===== Dataset records

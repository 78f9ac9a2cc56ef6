use once_cell::sync::Lazy;
use regex::Regex;

static DELIMITER_RUN: Lazy<Regex> = Lazy::new(|| Regex::new(r"[.!?]+").unwrap());

/// Characters stripped when trimming: Unicode white space except NEL, plus the BOM.
fn is_trim_char(ch: char) -> bool {
    (ch.is_whitespace() && ch != '\u{85}') || ch == '\u{feff}'
}

/// Trims leading and trailing white space (including U+FEFF).
#[must_use]
pub fn trim_blank(text: &str) -> &str {
    text.trim_matches(is_trim_char)
}

/// True when `text` is empty or made only of white space.
#[must_use]
pub fn is_blank(text: &str) -> bool {
    trim_blank(text).is_empty()
}

/// Splits text on runs of `.`, `!` and `?`, keeping each run as its own
/// element, then drops blank elements.
///
/// `"Hi. Bye!"` yields `["Hi", ".", " Bye", "!"]`.
#[must_use]
pub fn split_sentences(text: &str) -> Vec<&str> {
    let mut pieces = Vec::new();
    let mut last = 0;
    for run in DELIMITER_RUN.find_iter(text) {
        pieces.push(&text[last..run.start()]);
        pieces.push(run.as_str());
        last = run.end();
    }
    pieces.push(&text[last..]);
    pieces.retain(|piece| !is_blank(piece));
    pieces
}

/// Rewrites every `;` and `:` as `.`.
#[must_use]
pub fn normalize_punctuation(sentence: &str) -> String {
    sentence.replace([';', ':'], ".")
}

/// Number of characters [`normalize_punctuation`] rewrites.
#[must_use]
pub fn punctuation_rewrites(sentence: &str) -> usize {
    sentence.matches([';', ':']).count()
}

#[cfg(test)]
mod tests {
    use super::*;

    #[test]
    fn split_keeps_delimiter_runs() {
        assert_eq!(
            split_sentences("Hi. Bye!"),
            vec!["Hi", ".", " Bye", "!"]
        );
        assert_eq!(split_sentences("Wait?!... ok"), vec!["Wait", "?!...", " ok"]);
    }

    #[test]
    fn split_drops_blank_segments() {
        assert_eq!(split_sentences(". . ."), vec![".", ".", "."]);
        assert_eq!(split_sentences("no punctuation"), vec!["no punctuation"]);
        assert!(split_sentences("  \n ").is_empty());
    }

    #[test]
    fn punctuation_is_normalized() {
        assert_eq!(normalize_punctuation("a; b: c"), "a. b. c");
        assert_eq!(punctuation_rewrites("a; b: c;"), 3);
        assert_eq!(normalize_punctuation("plain"), "plain");
    }

    #[test]
    fn trim_handles_bom_but_not_nel() {
        assert_eq!(trim_blank("\u{feff} text \u{a0}"), "text");
        assert_eq!(trim_blank("\u{85}x"), "\u{85}x");
        assert!(is_blank("\u{2003}\t\u{feff}"));
        assert!(!is_blank("\u{85}"));
    }
}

==========

* _Directions_
Every line above from the line with "pub fn trim_blank(text: &str)" to the line with "pub fn punctuation_rewrites(sentence: &str)", both included, must be reproduced exactly, and no other line may appear.

* _Problem solution_
pub fn trim_blank(text: &str) -> &str {
    text.trim_matches(is_trim_char)
}

/// True when `text` is empty or made only of white space.
#[must_use]
pub fn is_blank(text: &str) -> bool {
    trim_blank(text).is_empty()
}

/// Splits text on runs of `.`, `!` and `?`, keeping each run as its own
/// element, then drops blank elements.
///
/// `"Hi. Bye!"` yields `["Hi", ".", " Bye", "!"]`.
#[must_use]
pub fn split_sentences(text: &str) -> Vec<&str> {
    let mut pieces = Vec::new();
    let mut last = 0;
    for run in DELIMITER_RUN.find_iter(text) {
        pieces.push(&text[last..run.start()]);
        pieces.push(run.as_str());
        last = run.end();
    }
    pieces.push(&text[last..]);
    pieces.retain(|piece| !is_blank(piece));
    pieces
}

/// Rewrites every `;` and `:` as `.`.
#[must_use]
pub fn normalize_punctuation(sentence: &str) -> String {
    sentence.replace([';', ':'], ".")
}

/// Number of characters [`normalize_punctuation`] rewrites.
#[must_use]
pub fn punctuation_rewrites(sentence: &str) -> usize {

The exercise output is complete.